• **Material shown**:
#####
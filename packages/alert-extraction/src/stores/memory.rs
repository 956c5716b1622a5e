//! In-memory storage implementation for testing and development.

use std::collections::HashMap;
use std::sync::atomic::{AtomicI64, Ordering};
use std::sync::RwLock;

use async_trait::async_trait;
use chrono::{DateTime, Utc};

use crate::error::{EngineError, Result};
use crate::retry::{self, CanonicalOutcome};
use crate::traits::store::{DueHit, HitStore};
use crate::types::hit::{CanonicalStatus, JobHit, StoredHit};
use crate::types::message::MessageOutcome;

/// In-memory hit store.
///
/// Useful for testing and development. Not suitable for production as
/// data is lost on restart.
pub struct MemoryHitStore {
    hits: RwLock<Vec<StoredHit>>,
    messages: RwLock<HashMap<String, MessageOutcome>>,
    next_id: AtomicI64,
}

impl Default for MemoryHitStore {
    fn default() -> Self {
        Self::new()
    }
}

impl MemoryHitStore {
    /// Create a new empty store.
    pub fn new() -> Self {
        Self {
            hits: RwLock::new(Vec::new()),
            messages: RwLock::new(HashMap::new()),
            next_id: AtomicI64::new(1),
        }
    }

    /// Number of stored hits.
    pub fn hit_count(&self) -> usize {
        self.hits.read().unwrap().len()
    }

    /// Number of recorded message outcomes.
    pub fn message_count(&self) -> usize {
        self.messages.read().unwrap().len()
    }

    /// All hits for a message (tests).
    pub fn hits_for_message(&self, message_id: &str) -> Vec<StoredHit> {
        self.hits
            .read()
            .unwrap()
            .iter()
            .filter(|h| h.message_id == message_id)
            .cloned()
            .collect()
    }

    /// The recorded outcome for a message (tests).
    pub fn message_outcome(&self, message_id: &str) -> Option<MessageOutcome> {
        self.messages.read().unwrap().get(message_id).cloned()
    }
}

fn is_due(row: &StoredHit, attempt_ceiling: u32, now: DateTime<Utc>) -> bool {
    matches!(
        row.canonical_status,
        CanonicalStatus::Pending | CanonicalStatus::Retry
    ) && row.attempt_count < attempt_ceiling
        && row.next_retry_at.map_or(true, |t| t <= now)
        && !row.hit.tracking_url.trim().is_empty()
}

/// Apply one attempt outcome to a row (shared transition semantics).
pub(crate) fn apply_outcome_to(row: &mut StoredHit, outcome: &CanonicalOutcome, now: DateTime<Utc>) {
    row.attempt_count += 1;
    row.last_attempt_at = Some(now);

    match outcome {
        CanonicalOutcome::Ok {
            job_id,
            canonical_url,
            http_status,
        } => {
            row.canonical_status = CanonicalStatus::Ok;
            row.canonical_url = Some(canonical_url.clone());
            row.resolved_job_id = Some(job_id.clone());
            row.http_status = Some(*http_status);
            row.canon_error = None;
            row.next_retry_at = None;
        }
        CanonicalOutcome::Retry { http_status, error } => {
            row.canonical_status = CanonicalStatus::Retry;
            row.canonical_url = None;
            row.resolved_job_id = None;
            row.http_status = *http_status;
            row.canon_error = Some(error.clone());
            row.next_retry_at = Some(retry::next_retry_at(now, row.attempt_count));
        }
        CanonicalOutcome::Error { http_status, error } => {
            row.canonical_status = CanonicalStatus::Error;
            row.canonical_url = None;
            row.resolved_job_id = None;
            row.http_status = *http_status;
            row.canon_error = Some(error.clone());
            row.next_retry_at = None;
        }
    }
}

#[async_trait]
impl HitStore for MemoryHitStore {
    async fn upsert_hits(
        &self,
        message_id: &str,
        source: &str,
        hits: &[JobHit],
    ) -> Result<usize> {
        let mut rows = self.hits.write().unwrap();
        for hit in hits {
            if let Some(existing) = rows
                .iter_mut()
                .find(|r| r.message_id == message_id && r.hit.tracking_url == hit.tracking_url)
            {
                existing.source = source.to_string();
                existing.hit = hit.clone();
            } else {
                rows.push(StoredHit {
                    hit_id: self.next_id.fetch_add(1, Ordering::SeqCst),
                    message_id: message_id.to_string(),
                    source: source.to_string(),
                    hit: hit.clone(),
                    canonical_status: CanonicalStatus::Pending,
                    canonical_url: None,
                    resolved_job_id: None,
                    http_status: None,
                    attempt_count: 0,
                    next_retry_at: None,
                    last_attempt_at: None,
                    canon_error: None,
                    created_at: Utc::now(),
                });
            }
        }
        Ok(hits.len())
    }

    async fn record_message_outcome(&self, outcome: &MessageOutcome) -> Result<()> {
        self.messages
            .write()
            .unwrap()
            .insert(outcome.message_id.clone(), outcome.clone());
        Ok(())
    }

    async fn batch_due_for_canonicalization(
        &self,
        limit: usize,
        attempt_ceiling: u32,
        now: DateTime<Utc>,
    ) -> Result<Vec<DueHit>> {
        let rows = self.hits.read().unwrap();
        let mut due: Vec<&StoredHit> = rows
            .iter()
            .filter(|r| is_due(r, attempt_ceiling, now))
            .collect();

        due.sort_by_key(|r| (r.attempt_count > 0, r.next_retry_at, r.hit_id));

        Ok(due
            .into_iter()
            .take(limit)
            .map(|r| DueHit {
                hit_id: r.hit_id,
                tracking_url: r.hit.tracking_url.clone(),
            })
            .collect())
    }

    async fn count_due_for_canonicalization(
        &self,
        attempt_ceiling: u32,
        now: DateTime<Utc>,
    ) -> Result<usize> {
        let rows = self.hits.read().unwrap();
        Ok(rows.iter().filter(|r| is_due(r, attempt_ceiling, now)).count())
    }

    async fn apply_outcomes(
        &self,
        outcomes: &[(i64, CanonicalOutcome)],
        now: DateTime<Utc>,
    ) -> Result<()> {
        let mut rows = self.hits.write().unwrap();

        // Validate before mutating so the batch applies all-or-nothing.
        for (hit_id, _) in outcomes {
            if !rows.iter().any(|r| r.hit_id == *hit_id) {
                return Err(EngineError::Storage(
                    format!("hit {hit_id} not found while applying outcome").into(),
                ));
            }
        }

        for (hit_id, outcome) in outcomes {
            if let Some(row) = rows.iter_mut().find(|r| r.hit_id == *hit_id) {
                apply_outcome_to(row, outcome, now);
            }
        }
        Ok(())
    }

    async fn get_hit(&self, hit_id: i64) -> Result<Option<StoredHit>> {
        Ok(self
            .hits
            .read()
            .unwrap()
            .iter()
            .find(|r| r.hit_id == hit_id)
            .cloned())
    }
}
#####
• **What is expected**:
Once the line containing "use std::sync::RwLock;" has been retyped, stop. Begin at the first line of the material and reproduce every line up to it exactly.

• **Answer to the problem**:
filename packages/alert-extraction/src/stores/memory.rs
repository 956c5716b1622a5e
//! In-memory storage implementation for testing and development.

use std::collections::HashMap;
use std::sync::atomic::{AtomicI64, Ordering};
use std::sync::RwLock;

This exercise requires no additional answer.